How are Australian States and American States Different?

More similar than I thought!

Australia and the USA are almost the same size. Their climates are even similar. They’re quite comparable if you flip the map over eachother (opposite hemispheres). If America glanced in the mirror they’d probably see Australia. Albeit, a more laidback self with a cooler accent. The states (and territories) Down Under aren’t too far off select American states. Let’s match ’em up!

Canberra is a planned city chosen as a compromise between Sydney and Melbourne. Much in the same way Washington, DC was chosen over New York and Philadelphia.
Population: 345,000
Universities: Australian National University, Australian Catholic University and the University of Canberra.

Today, we could have been calling Aussies “New South Welshman”. Before “Australia” was “Australia”, it was “New South Wales“. The colony of New South Wales was founded in 1788, comprising much of modern Australia. The atmosphere here very much shares Southern California’s laidback lifestyle. Cities such as Sydney, Wollongong and Newcastle are popular study abroad destinations.
Population: 7.2 million
Universities: The University of New South Wales, Macquarie University, the University of Technology, Sydney, The Australian Catholic University, the University of Notre Dame Australia, the University of Newcastle, the University of W0llongong, the University of New EnglandCharles Sturt University and Southern Cross University.

The smallest mainland state, Melbourne dominates Victoria with over 75% of the population living in the metropolis. This metropolis seems to share many similarities with New York City.
Population: 5.5 million
Universities: The University of Melbourne, Monash University,  Charles Sturt University, Deakin University, La Trobe University, Royal Melbourne Institute of Technology, Swinburne University of Technology, University of Ballarat, Victoria University and the Australian Catholic University.

The tourist attraction of Australia.

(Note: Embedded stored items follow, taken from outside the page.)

use anyhow::{Context, Result};
use serde::{Deserialize, Serialize};
use std::path::{Path, PathBuf};

use super::errors::MergeError;

/// Global zipmerge configuration
#[derive(Debug, Clone, Serialize, Deserialize)]
pub struct Config {
    /// File name of the merged CSV written into the target directory
    #[serde(default = "default_output_name")]
    pub output_name: String,

    /// Suffix identifying archives to extract
    #[serde(default = "default_archive_suffix")]
    pub archive_suffix: String,

    /// Suffix identifying CSV files (archive entries and merge inputs)
    #[serde(default = "default_csv_suffix")]
    pub csv_suffix: String,

    /// Delete processed archives and extracted CSVs after merging
    #[serde(default = "default_cleanup")]
    pub cleanup: bool,

    /// Line ending written between inputs when one lacks a trailing newline
    #[serde(default)]
    pub line_terminator: LineTerminator,

    /// Output format preference
    #[serde(default)]
    pub output_format: OutputFormat,
}

#[derive(Debug, Clone, Copy, Serialize, Deserialize, Default, PartialEq, Eq)]
#[serde(rename_all = "snake_case")]
pub enum LineTerminator {
    #[default]
    Lf,
    Crlf,
}

impl LineTerminator {
    pub fn as_bytes(self) -> &'static [u8] {
        match self {
            LineTerminator::Lf => b"\n",
            LineTerminator::Crlf => b"\r\n",
        }
    }
}

#[derive(
    Debug, Clone, Copy, Serialize, Deserialize, Default, PartialEq, Eq, clap::ValueEnum,
)]
#[serde(rename_all = "snake_case")]
pub enum OutputFormat {
    #[default]
    Human,
    Json,
    Quiet,
}

fn default_output_name() -> String {
    "merged_data.csv".to_string()
}
fn default_archive_suffix() -> String {
    ".zip".to_string()
}
fn default_csv_suffix() -> String {
    ".csv".to_string()
}
fn default_cleanup() -> bool {
    true
}

impl Default for Config {
    fn default() -> Self {
        Self {
            output_name: default_output_name(),
            archive_suffix: default_archive_suffix(),
            csv_suffix: default_csv_suffix(),
            cleanup: default_cleanup(),
            line_terminator: LineTerminator::Lf,
            output_format: OutputFormat::Human,
        }
    }
}

impl Config {
    /// Get the zipmerge data directory (~/.zipmerge)
    pub fn data_dir() -> PathBuf {
        dirs::home_dir()
            .unwrap_or_else(|| PathBuf::from("/tmp"))
            .join(".zipmerge")
    }

    /// Get the default config file path
    pub fn config_path() -> PathBuf {
        Self::data_dir().join("config.toml")
    }

    /// Load config from a specific file, or defaults if it does not exist
    pub fn load_from(path: &Path) -> Result<Self> {
        if !path.exists() {
            return Ok(Config::default());
        }
        let contents = std::fs::read_to_string(path)
            .with_context(|| format!("Failed to read config: {}", path.display()))?;
        let config: Config = toml::from_str(&contents)
            .with_context(|| format!("Failed to parse config: {}", path.display()))?;
        Ok(config)
    }

    /// Reject values that would make the merge ambiguous or write outside
    /// the target directory.
    pub fn validate(&self) -> std::result::Result<(), MergeError> {
        if self.archive_suffix.is_empty() || self.csv_suffix.is_empty() {
            return Err(MergeError::InvalidConfig {
                message: "archive_suffix and csv_suffix must not be empty".to_string(),
            });
        }

        let name = Path::new(&self.output_name);
        let is_bare = name.file_name().map(|f| f == name.as_os_str()).unwrap_or(false);
        if !is_bare || self.output_name.contains('/') || self.output_name.contains('\\') {
            return Err(MergeError::InvalidConfig {
                message: format!(
                    "output_name must be a plain file name, got '{}'",
                    self.output_name
                ),
            });
        }

        if !self.is_csv_name(&self.output_name) {
            return Err(MergeError::InvalidConfig {
                message: format!(
                    "output_name '{}' must end with '{}'",
                    self.output_name, self.csv_suffix
                ),
            });
        }

        Ok(())
    }

    /// Path of the merged output inside `dir`
    pub fn output_path(&self, dir: &Path) -> PathBuf {
        dir.join(&self.output_name)
    }

    pub fn is_archive_name(&self, name: &str) -> bool {
        name.ends_with(&self.archive_suffix)
    }

    pub fn is_csv_name(&self, name: &str) -> bool {
        name.ends_with(&self.csv_suffix)
    }
}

Queensland has been one of the fastest growing states. Popular destinations include Brisbane, the Gold Coast, the Sunshine Coast and Cairns. With all of the tourism hub-bub (over $4 billion in revenue annually) surrounding this tropical peninsula, I’m reminded of Florida.
Population: 4.5 million
Universities: Bond University, Central Queensland University, Griffith University, James Cook University, Queensland University of Technology, the University of Queensland, University of Southern Queensland and the University of the Sunshine Coast.

Rugged Western Australia. Not only is Western Australia the largest Australian state, it is one of the largest in the world. Despite the state’s monstrous size, most of the population is concentrated in Perth. This state has become a major mining boom and generates the third most iron worldwide. If everything is truly bigger in Texas, then they must have never heard of Western Australia. The state is so large and signal-free that it is in the running for the world’s most powerful radio telescope.
Population: 2.3 million
Universities: The University of Western Australia, Murdoch University, Edith Cowan University, Curtin University and the University of Notre Dame Australia.

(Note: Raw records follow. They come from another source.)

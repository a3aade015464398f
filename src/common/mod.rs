pub mod config;
pub mod errors;
pub mod format;

pub use errors::MergeError;
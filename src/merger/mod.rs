pub mod discover;
pub mod extract;
pub mod merge;
pub mod processor;

pub use extract::extract_csv_entries;
pub use merge::{merge_csv_files, MergeReport};
pub use processor::{process_archives_to_csv, ProcessReport};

The state of South Australia (shouldn’t it be Southern Australia?) has a population concentraded around the city of Adelaide. The first state to offer women’s suffrage, this is a progressive state that has always looked ahead. Not too different than the nature of Northern California’s Silicon Valley or Bay area.
Population: 1.6 million
Universities: The University of South Australia, the University of Adelaide and Flinders University.

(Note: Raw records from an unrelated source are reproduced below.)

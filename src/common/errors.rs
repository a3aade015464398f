use std::path::PathBuf;

/// Typed errors for the extraction and merge phase.
/// The CLI wraps these in `anyhow`, but the merger is precise about
/// which file failed and why.
#[derive(Debug, thiserror::Error)]
pub enum MergeError {
    /// File system operation failed
    #[error("I/O error at '{}': {source}", path.display())]
    Io {
        path: PathBuf,
        #[source]
        source: std::io::Error,
    },

    /// Archive is corrupt or an entry could not be read
    #[error("Failed to read archive '{}': {source}", path.display())]
    Archive {
        path: PathBuf,
        #[source]
        source: zip::result::ZipError,
    },

    /// CSV input could not be read or the output could not be written
    #[error("CSV error in '{}': {source}", path.display())]
    Csv {
        path: PathBuf,
        #[source]
        source: csv::Error,
    },

    /// Configuration values are unusable
    #[error("Invalid configuration: {message}")]
    InvalidConfig { message: String },
}

impl MergeError {
    pub fn io(path: impl Into<PathBuf>, source: std::io::Error) -> Self {
        MergeError::Io {
            path: path.into(),
            source,
        }
    }

    pub fn archive(path: impl Into<PathBuf>, source: zip::result::ZipError) -> Self {
        MergeError::Archive {
            path: path.into(),
            source,
        }
    }

    pub fn csv(path: impl Into<PathBuf>, source: csv::Error) -> Self {
        MergeError::Csv {
            path: path.into(),
            source,
        }
    }
}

The small island state of Tasmania is draws sparse tourists. Almost 37% of the land lies on a World Heritage or State Park site. The natural landscape compares to the rain-heavy region of the Northwestern USA. Though the Tasmanian Tiger doesn’t quite look like the Looney Tunes character and the infamous wolf is likely to be extinct, the state has plenty of unique fauna.
Population: 507,000
University: The University of Tasmania.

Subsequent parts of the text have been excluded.